* _What is required_
Copy, from the listing, every line in which the string "tick" is present.

* _Given records_
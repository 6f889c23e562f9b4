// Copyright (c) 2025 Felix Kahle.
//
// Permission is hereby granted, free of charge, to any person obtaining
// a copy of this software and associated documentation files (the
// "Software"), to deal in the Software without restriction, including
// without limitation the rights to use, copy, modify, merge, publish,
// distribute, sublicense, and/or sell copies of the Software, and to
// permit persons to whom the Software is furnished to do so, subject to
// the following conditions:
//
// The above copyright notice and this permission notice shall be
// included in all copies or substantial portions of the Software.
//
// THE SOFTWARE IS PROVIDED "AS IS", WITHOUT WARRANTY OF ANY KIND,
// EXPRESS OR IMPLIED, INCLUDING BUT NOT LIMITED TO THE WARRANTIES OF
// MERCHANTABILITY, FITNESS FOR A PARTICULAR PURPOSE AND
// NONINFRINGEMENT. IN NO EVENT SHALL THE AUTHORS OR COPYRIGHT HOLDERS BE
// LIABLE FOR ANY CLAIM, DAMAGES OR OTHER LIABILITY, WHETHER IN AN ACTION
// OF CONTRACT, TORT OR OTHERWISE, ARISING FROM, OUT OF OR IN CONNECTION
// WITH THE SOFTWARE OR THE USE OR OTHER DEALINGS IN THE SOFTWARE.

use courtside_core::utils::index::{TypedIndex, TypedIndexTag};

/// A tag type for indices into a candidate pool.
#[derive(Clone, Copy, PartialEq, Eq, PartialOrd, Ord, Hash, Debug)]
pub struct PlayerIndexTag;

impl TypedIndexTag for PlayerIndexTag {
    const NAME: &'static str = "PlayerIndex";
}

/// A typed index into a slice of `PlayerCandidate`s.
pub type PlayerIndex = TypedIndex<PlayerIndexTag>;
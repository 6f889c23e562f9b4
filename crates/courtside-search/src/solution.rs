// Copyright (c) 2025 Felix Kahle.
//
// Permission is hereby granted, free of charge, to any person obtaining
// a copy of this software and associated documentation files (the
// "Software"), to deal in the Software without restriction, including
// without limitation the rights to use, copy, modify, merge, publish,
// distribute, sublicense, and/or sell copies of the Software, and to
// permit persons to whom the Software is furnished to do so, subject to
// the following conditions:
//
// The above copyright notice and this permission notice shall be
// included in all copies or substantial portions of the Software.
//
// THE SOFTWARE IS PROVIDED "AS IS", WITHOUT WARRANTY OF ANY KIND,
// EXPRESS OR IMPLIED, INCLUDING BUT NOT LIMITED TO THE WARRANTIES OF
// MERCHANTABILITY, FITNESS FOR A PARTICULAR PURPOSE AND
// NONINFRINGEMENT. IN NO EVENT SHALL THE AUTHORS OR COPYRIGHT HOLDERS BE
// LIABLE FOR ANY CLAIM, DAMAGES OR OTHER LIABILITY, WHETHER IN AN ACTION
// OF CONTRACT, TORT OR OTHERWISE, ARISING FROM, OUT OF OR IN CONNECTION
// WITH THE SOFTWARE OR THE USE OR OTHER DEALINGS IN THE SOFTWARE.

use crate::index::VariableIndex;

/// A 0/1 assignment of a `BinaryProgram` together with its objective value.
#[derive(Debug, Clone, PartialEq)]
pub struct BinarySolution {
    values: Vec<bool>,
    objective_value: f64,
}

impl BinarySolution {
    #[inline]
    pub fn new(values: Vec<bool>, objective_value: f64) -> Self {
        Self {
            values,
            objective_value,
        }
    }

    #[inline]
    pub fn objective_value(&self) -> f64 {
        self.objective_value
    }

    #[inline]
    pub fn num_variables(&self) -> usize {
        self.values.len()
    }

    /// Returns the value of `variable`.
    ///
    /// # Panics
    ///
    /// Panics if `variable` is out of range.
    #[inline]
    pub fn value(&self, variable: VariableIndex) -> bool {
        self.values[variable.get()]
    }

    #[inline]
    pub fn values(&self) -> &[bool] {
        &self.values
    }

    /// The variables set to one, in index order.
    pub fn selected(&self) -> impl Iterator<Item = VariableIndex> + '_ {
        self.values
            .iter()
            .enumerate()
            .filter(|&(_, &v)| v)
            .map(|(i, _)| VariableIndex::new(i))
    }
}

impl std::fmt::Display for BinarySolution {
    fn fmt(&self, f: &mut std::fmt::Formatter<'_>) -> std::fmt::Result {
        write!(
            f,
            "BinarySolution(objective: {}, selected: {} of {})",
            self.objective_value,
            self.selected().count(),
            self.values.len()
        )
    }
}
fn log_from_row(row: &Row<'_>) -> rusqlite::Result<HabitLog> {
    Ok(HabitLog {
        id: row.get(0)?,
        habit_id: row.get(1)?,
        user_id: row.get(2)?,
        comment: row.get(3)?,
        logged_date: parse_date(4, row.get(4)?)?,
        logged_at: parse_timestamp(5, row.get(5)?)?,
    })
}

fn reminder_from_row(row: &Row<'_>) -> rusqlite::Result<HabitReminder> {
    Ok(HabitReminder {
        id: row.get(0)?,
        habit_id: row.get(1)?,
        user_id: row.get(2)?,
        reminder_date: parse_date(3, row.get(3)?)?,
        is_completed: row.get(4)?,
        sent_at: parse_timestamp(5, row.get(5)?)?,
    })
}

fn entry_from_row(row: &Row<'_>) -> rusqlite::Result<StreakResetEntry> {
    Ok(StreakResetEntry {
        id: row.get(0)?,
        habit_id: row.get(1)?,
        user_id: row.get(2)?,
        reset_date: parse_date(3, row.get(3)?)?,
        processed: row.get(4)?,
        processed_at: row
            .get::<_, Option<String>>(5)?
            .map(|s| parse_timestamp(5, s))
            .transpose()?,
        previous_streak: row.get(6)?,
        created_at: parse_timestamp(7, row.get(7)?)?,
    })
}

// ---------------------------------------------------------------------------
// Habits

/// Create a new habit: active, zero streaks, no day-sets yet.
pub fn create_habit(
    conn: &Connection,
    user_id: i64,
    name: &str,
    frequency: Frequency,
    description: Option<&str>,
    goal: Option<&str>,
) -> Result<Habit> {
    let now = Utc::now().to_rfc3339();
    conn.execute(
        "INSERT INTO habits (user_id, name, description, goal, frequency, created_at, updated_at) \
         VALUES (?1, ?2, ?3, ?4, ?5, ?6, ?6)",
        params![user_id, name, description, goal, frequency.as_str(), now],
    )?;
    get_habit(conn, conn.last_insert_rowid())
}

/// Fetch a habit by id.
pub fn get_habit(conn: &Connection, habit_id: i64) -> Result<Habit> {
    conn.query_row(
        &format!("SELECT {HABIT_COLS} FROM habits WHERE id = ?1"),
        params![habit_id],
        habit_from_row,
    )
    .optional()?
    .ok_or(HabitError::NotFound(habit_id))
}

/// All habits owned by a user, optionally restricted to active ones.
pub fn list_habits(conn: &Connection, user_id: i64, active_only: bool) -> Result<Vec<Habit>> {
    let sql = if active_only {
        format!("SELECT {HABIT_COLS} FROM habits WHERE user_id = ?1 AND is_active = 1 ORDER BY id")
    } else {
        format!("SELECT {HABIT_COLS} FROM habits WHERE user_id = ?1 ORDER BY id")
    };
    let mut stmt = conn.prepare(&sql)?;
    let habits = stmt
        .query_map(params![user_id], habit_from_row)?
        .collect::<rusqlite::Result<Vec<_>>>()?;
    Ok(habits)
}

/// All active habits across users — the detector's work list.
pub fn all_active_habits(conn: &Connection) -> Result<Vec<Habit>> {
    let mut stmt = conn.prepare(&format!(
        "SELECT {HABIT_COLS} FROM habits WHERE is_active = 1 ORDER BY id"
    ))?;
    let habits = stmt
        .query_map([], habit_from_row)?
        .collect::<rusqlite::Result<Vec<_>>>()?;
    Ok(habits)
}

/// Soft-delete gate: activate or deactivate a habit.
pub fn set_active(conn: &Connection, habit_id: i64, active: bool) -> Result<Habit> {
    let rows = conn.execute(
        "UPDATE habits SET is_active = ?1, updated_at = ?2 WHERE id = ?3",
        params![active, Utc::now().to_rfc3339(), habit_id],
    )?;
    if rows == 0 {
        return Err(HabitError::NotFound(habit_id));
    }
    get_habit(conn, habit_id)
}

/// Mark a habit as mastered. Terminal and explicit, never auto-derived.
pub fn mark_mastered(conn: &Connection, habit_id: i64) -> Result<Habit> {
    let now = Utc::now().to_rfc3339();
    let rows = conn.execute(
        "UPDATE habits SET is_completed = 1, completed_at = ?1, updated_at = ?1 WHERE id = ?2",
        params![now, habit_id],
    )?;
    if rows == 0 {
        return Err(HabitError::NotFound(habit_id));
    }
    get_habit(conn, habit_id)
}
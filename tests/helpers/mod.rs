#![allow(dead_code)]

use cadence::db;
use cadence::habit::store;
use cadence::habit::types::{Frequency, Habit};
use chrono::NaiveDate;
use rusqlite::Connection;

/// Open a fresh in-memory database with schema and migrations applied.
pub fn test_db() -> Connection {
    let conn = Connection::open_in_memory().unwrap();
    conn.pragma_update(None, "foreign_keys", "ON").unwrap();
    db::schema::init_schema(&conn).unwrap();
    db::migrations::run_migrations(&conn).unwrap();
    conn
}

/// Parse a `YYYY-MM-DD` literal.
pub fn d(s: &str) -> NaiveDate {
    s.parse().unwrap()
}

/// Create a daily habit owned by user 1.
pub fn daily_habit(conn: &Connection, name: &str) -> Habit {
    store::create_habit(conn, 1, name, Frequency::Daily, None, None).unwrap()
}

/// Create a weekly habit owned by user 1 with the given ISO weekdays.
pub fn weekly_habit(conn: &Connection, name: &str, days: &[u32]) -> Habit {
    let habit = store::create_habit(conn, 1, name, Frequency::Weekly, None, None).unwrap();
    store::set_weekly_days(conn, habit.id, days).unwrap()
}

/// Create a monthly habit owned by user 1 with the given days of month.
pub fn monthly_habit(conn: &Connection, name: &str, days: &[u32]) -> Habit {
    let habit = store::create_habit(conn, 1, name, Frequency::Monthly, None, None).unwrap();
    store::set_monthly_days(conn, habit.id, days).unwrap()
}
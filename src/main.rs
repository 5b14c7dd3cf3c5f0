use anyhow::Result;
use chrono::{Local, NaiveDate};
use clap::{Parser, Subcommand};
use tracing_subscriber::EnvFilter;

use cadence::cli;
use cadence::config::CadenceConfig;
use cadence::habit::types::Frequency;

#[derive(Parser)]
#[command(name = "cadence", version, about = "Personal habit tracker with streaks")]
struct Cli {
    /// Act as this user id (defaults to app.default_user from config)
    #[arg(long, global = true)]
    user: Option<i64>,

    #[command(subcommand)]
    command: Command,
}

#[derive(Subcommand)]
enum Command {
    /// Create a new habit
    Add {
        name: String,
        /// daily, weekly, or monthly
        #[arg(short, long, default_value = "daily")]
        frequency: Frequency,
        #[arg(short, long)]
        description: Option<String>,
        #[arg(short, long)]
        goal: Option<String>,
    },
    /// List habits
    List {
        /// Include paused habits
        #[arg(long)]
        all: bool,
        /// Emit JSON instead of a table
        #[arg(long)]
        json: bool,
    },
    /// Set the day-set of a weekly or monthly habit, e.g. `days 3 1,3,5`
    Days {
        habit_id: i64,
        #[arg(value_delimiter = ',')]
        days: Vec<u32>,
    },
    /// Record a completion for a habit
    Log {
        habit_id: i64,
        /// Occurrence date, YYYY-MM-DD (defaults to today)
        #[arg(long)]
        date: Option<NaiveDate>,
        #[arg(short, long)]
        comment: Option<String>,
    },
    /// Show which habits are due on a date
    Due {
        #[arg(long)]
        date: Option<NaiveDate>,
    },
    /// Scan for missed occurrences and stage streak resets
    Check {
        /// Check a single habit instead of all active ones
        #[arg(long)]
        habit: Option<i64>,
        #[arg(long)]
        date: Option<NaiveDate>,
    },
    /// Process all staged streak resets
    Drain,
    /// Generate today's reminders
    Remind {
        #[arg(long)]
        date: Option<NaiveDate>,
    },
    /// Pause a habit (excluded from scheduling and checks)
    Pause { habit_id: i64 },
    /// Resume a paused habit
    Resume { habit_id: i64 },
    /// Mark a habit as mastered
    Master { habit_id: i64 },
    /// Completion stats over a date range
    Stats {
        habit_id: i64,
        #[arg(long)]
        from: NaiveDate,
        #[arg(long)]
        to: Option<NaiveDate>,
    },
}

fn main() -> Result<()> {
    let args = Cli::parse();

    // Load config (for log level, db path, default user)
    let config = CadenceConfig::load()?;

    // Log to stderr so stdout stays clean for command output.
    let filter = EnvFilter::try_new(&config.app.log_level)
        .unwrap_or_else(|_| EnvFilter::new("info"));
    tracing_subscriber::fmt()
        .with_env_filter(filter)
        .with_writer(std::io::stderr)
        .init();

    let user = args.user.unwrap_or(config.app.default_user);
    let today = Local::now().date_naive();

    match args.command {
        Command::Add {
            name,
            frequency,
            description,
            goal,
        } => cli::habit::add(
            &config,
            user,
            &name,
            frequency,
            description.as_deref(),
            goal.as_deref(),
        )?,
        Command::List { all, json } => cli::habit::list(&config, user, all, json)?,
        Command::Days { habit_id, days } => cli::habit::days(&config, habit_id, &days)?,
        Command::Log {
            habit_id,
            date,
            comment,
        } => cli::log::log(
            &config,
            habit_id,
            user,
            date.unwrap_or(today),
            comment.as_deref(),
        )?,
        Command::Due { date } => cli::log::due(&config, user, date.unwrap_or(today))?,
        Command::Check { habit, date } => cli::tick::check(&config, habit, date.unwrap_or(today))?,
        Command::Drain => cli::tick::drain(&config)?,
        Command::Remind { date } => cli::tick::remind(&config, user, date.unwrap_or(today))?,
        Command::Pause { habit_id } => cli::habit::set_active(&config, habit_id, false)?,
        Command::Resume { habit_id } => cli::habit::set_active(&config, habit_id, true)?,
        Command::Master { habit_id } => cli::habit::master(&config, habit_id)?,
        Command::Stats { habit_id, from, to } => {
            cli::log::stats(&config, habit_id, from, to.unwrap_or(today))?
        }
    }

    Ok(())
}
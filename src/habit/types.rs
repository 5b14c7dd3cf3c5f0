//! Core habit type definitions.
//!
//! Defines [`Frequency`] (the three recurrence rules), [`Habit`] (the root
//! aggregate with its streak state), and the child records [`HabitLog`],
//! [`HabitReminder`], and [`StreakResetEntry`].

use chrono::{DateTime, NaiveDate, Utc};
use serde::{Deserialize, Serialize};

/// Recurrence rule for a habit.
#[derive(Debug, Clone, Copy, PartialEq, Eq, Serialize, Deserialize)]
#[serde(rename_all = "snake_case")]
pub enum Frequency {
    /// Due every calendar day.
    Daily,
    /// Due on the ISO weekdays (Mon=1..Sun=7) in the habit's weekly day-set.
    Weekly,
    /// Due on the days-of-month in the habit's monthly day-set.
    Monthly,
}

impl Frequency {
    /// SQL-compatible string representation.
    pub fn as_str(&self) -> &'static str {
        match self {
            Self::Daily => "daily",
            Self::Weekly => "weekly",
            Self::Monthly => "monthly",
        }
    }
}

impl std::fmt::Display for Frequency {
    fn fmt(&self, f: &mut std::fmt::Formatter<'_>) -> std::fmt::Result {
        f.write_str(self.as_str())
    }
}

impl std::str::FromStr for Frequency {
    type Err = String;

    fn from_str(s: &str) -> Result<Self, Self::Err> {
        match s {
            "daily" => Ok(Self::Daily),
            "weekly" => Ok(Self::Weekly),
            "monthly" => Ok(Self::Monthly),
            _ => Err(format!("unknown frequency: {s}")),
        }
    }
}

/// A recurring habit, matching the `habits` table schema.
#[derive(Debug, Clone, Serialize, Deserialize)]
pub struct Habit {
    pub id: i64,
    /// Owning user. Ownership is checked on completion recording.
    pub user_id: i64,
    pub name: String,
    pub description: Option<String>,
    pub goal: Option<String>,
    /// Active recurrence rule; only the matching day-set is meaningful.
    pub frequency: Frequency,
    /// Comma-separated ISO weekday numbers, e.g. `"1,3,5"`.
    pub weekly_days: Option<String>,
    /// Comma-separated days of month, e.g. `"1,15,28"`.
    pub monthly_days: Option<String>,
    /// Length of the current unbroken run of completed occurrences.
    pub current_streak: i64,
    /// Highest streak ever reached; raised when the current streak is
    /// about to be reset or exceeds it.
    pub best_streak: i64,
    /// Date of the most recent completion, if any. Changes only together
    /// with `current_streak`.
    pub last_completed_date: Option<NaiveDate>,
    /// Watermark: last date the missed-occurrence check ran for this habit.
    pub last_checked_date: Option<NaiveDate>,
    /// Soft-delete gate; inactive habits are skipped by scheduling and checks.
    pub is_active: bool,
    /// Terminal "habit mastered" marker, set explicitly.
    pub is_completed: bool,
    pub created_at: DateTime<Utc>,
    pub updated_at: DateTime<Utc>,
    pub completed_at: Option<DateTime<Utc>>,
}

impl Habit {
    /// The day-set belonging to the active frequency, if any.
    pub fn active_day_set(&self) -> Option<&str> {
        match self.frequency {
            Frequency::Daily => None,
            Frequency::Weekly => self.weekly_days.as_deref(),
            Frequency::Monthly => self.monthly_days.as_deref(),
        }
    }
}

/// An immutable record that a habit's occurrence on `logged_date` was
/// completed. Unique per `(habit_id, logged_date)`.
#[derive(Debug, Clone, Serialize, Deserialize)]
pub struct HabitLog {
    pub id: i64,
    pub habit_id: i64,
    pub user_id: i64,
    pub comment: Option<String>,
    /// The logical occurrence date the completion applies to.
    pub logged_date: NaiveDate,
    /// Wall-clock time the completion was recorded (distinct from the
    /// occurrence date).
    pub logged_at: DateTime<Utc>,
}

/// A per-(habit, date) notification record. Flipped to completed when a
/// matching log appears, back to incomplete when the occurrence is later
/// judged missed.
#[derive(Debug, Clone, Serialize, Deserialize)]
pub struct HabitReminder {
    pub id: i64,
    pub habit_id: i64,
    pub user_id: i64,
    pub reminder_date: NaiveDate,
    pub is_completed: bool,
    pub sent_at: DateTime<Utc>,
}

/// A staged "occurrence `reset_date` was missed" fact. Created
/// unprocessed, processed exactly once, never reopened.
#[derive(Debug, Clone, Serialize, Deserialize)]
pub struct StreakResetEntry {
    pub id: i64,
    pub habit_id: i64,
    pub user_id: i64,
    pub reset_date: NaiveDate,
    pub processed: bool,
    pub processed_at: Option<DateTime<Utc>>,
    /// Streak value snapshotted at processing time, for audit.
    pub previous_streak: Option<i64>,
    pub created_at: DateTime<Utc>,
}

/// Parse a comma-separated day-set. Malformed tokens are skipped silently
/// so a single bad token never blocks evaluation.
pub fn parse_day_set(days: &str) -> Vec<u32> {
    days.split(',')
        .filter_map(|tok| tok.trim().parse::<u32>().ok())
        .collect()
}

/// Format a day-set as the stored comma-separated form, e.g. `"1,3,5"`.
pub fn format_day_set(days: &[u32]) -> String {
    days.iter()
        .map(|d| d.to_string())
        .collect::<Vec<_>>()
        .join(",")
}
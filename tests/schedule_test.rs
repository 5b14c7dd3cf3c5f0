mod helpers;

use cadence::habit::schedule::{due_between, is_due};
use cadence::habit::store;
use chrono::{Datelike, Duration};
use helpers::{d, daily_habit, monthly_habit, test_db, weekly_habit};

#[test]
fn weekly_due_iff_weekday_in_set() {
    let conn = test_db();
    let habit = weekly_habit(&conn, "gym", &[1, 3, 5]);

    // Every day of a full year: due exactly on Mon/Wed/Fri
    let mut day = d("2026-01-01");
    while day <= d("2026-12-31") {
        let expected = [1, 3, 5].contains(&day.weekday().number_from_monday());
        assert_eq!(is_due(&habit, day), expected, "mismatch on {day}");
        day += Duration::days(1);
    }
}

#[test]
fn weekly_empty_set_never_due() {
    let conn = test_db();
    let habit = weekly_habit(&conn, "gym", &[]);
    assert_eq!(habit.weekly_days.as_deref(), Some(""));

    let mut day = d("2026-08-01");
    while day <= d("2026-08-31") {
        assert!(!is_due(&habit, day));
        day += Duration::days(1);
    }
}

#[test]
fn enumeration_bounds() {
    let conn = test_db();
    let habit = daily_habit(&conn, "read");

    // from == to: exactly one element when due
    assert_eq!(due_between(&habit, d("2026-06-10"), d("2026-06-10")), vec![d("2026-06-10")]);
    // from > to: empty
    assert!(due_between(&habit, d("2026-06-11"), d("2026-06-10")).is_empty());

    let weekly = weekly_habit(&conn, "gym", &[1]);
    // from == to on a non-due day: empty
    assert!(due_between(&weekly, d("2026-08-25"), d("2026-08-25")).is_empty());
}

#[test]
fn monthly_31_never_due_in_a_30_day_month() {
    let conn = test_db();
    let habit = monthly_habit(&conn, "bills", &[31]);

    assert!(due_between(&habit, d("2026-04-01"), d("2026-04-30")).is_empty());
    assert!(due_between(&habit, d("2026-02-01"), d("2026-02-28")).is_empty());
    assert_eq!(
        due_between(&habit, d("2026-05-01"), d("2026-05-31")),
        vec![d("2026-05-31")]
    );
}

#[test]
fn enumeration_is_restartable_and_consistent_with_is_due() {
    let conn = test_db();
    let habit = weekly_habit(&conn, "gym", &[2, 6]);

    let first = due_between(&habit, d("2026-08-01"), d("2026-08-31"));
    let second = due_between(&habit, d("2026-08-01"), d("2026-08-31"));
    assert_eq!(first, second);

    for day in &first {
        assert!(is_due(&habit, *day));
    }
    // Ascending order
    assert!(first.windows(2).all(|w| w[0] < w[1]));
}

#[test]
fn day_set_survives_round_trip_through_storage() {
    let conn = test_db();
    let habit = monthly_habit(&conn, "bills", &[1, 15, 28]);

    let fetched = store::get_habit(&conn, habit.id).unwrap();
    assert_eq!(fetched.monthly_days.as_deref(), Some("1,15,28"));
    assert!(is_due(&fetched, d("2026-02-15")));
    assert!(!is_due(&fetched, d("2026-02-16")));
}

* _Task solution_
        Command::Check { habit, date } => cli::tick::check(&config, habit, date.unwrap_or(today))?,
        Command::Drain => cli::tick::drain(&config)?,
        Command::Remind { date } => cli::tick::remind(&config, user, date.unwrap_or(today))?,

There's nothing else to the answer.